Identification of resilient sows in porcine reproductive and respiratory syndrome virus-infected farms
Abella Falcó, Glòria
Varona Aguado, Luís
MetadataShow full item record
The identification of resilient sows can improve reproductive performance in farms exposed to multiple challenges. A common challenge is the porcine reproductive and respiratory syndrome virus (PRRSV). A key issue to deal with disease resilience is to set up a feasible phenotyping strategy. Our aim
was to develop a phenotyping criterion to discriminate susceptible from resilient sows in PRRSV-infected farms. A total of 517 Landrace x Large White gilts were classified as resilient (R) or susceptible (S) to PRRSV virus, following vaccination with MLV-PRRSV at 6-7 wk of age, in a PRRSV negative multiplication farm. Female piglets were phenotyped as R if their serum was negative to PRRSV at 7 and 21 d post-vaccination (DPV) or as S if their serum was positive at 7 and/or 21 DPV. Amongst them, 382 gilts were transferred to a PRRSV-positive production farm, where the number of piglets born alive (NBA), stillborn (NSB), mummified (NMU), lost (NLP=NSB+NMU) and total born (NTB = NBA+NLP) were recorded for almost three years.
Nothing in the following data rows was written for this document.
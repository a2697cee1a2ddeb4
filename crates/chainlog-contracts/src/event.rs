//! Audit event, draft and identity types.
//!
//! `EventDraft` is what producers hand to the admission gateway.
//! `AuditEvent` is the sealed, hash-linked record that lands in the chain,
//! and `CommittedEvent` pairs it with its position in commit order.

use std::fmt;

use chrono::{DateTime, Utc};
use serde::{Deserialize, Serialize};

/// Unique identifier for a committed audit event.
///
/// Assigned exactly once by the admission gateway and never changed.
#[derive(Debug, Clone, Copy, PartialEq, Eq, PartialOrd, Ord, Hash, Serialize, Deserialize)]
#[serde(transparent)]
pub struct EventId(pub uuid::Uuid);

impl EventId {
    /// Create a new, unique event ID.
    pub fn new() -> Self {
        Self(uuid::Uuid::new_v4())
    }

    /// Parse an event ID from its hyphenated string form.
    pub fn parse(s: &str) -> Option<Self> {
        uuid::Uuid::parse_str(s).ok().map(Self)
    }
}

impl Default for EventId {
    fn default() -> Self {
        Self::new()
    }
}

impl fmt::Display for EventId {
    fn fmt(&self, f: &mut fmt::Formatter<'_>) -> fmt::Result {
        self.0.fmt(f)
    }
}

/// Name of an independent chain, e.g. one per tenant.
///
/// Each chain has its own head and its own commit order. Nothing orders
/// events across chains.
#[derive(Debug, Clone, PartialEq, Eq, PartialOrd, Ord, Hash, Serialize, Deserialize)]
#[serde(transparent)]
pub struct ChainId(pub String);

impl ChainId {
    pub fn new(name: impl Into<String>) -> Self {
        Self(name.into())
    }

    pub fn as_str(&self) -> &str {
        &self.0
    }
}

impl Default for ChainId {
    fn default() -> Self {
        Self("default".to_string())
    }
}

impl fmt::Display for ChainId {
    fn fmt(&self, f: &mut fmt::Formatter<'_>) -> fmt::Result {
        f.write_str(&self.0)
    }
}

/// How the audited action ended.
#[derive(Debug, Clone, Copy, PartialEq, Eq, Hash, Serialize, Deserialize)]
#[serde(rename_all = "snake_case")]
pub enum Outcome {
    Success,
    Failure,
    PartialSuccess,
}

impl Outcome {
    /// The stable snake_case name, also used in the canonical encoding.
    pub fn as_str(&self) -> &'static str {
        match self {
            Self::Success => "success",
            Self::Failure => "failure",
            Self::PartialSuccess => "partial_success",
        }
    }

    pub fn is_success(&self) -> bool {
        matches!(self, Self::Success)
    }

    /// Parse the snake_case name produced by `as_str`.
    pub fn parse(s: &str) -> Option<Self> {
        match s {
            "success" => Some(Self::Success),
            "failure" => Some(Self::Failure),
            "partial_success" => Some(Self::PartialSuccess),
            _ => None,
        }
    }
}

impl fmt::Display for Outcome {
    fn fmt(&self, f: &mut fmt::Formatter<'_>) -> fmt::Result {
        f.write_str(self.as_str())
    }
}

/// Client-side correlation metadata captured at the edge.
#[derive(Debug, Clone, Default, PartialEq, Eq, Serialize, Deserialize)]
pub struct ClientContext {
    /// Remote address of the caller, textual IPv4 or IPv6.
    pub ip_address: Option<String>,
    /// The caller's user-agent string.
    pub user_agent: Option<String>,
}

impl ClientContext {
    pub fn is_empty(&self) -> bool {
        self.ip_address.is_none() && self.user_agent.is_none()
    }
}

/// An event as submitted by a producer, before admission.
///
/// Carries every `AuditEvent` field except `id`, `previous_hash` and
/// `event_hash`, which only the gateway may assign. `timestamp` is optional;
/// the gateway fills it with the server clock when absent.
#[derive(Debug, Clone, PartialEq, Serialize, Deserialize)]
pub struct EventDraft {
    #[serde(default)]
    pub timestamp: Option<DateTime<Utc>>,
    pub event_type: String,
    #[serde(default)]
    pub actor: Option<String>,
    pub action: String,
    pub resource_type: String,
    pub resource_id: String,
    pub outcome: Outcome,
    #[serde(default)]
    pub outcome_detail: Option<String>,
    #[serde(default)]
    pub details: serde_json::Value,
    #[serde(default)]
    pub request_correlation_id: Option<String>,
    #[serde(default)]
    pub client: ClientContext,
}

impl EventDraft {
    /// Start a draft with the required fields; everything else is empty.
    pub fn new(
        event_type: impl Into<String>,
        action: impl Into<String>,
        resource_type: impl Into<String>,
        resource_id: impl Into<String>,
        outcome: Outcome,
    ) -> Self {
        Self {
            timestamp: None,
            event_type: event_type.into(),
            actor: None,
            action: action.into(),
            resource_type: resource_type.into(),
            resource_id: resource_id.into(),
            outcome,
            outcome_detail: None,
            details: serde_json::Value::Null,
            request_correlation_id: None,
            client: ClientContext::default(),
        }
    }

    pub fn with_timestamp(mut self, timestamp: DateTime<Utc>) -> Self {
        self.timestamp = Some(timestamp);
        self
    }

    pub fn with_actor(mut self, actor: impl Into<String>) -> Self {
        self.actor = Some(actor.into());
        self
    }

    pub fn with_outcome_detail(mut self, detail: impl Into<String>) -> Self {
        self.outcome_detail = Some(detail.into());
        self
    }

    pub fn with_details(mut self, details: serde_json::Value) -> Self {
        self.details = details;
        self
    }

    pub fn with_request_correlation_id(mut self, id: impl Into<String>) -> Self {
        self.request_correlation_id = Some(id.into());
        self
    }

    pub fn with_ip_address(mut self, ip: impl Into<String>) -> Self {
        self.client.ip_address = Some(ip.into());
        self
    }

    pub fn with_user_agent(mut self, user_agent: impl Into<String>) -> Self {
        self.client.user_agent = Some(user_agent.into());
        self
    }
}

/// A single, sealed entry in a hash chain.
///
/// `event_hash` commits to every other field including `previous_hash`, so
/// changing any byte of a stored event (or dropping one) is detectable by
/// re-walking the chain.
#[derive(Debug, Clone, PartialEq, Serialize, Deserialize)]
pub struct AuditEvent {
    pub id: EventId,
    pub timestamp: DateTime<Utc>,
    pub event_type: String,
    pub actor: Option<String>,
    pub action: String,
    pub resource_type: String,
    pub resource_id: String,
    pub outcome: Outcome,
    pub outcome_detail: Option<String>,
    pub details: serde_json::Value,
    pub request_correlation_id: Option<String>,
    #[serde(default)]
    pub client: ClientContext,

    /// SHA-256 hash (hex) of the preceding event, or `GENESIS_HASH` for the
    /// first event of a chain.
    pub previous_hash: String,

    /// SHA-256 hash (hex) over the canonical encoding of this event
    /// followed by `previous_hash`.
    pub event_hash: String,
}

impl AuditEvent {
    /// The sentinel `previous_hash` used for the first event in every chain.
    ///
    /// 64 hex zeros, a value no real SHA-256 output is expected to produce.
    pub const GENESIS_HASH: &'static str =
        "0000000000000000000000000000000000000000000000000000000000000000";

    /// Seal a draft into an event linked to `previous_hash`.
    ///
    /// `event_hash` is left empty; the caller computes it over the finished
    /// fields. `timestamp` falls back to `now` when the draft has none.
    pub fn from_draft(
        id: EventId,
        draft: EventDraft,
        now: DateTime<Utc>,
        previous_hash: impl Into<String>,
    ) -> Self {
        Self {
            id,
            timestamp: draft.timestamp.unwrap_or(now),
            event_type: draft.event_type,
            actor: draft.actor,
            action: draft.action,
            resource_type: draft.resource_type,
            resource_id: draft.resource_id,
            outcome: draft.outcome,
            outcome_detail: draft.outcome_detail,
            details: draft.details,
            request_correlation_id: draft.request_correlation_id,
            client: draft.client,
            previous_hash: previous_hash.into(),
            event_hash: String::new(),
        }
    }

    /// True when this event opens a chain.
    pub fn is_genesis(&self) -> bool {
        self.previous_hash == Self::GENESIS_HASH
    }
}

/// An event together with its zero-based position in commit order.
///
/// Position, not the `previous_hash` back-reference, is the authority on
/// ordering.
#[derive(Debug, Clone, PartialEq, Serialize, Deserialize)]
pub struct CommittedEvent {
    pub position: u64,
    pub event: AuditEvent,
}

/// Confirmation handed back to a producer once its event is durable.
///
/// Callers must not assume an event was recorded without one of these.
#[derive(Debug, Clone, PartialEq, Eq, Serialize, Deserialize)]
pub struct AdmissionReceipt {
    pub chain_id: ChainId,
    pub id: EventId,
    pub position: u64,
    pub previous_hash: String,
    pub event_hash: String,
    /// Number of commit attempts it took, 1 when uncontended.
    pub attempts: u32,
}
Data were collected during two periods according to the PRRSV farm health status, which were confirmed as either PRRSV-positive stable (endemic) or inestable (epidemic). Analyses were carried out under a Bayesian approach. The heritability for the resilience criterion was estimated using a threshold model. A linear (for NTB and NBA) and a binomial model (for NSB, NMU and NLP) on the resilience criterion by the farm health status were used to assess the difference between R and S sows. The heritability of the resilience criterion was 0.46 (SD 0.06). The probability of a piglet being lost was greater (≥0.97) in S than in R litters, regardless of whether the delivery occurred during a PRRSV outbreak (20.5% vs 17.0%) or not (15.8% vs 13.7%). The lower piglet mortality rate in R sows was due to NSB, in the endemic phase (13.0% vs 15.0% of NTB, with a posterior probability of 98% of S sows showing higher NSB than R sows), and to NMU, in the epidemic phase (4.0% vs 8.4% of NTB, with a posterior probability of >99% of S sows showing higher NMU than R sows). During a PRRSV outbreak, the S sows were twice as likely to give birth to a mummified piglet as compared to R sows. These findings provide evidence that the described phenotyping scheme has a potential use as a PRRSV resilience criterion.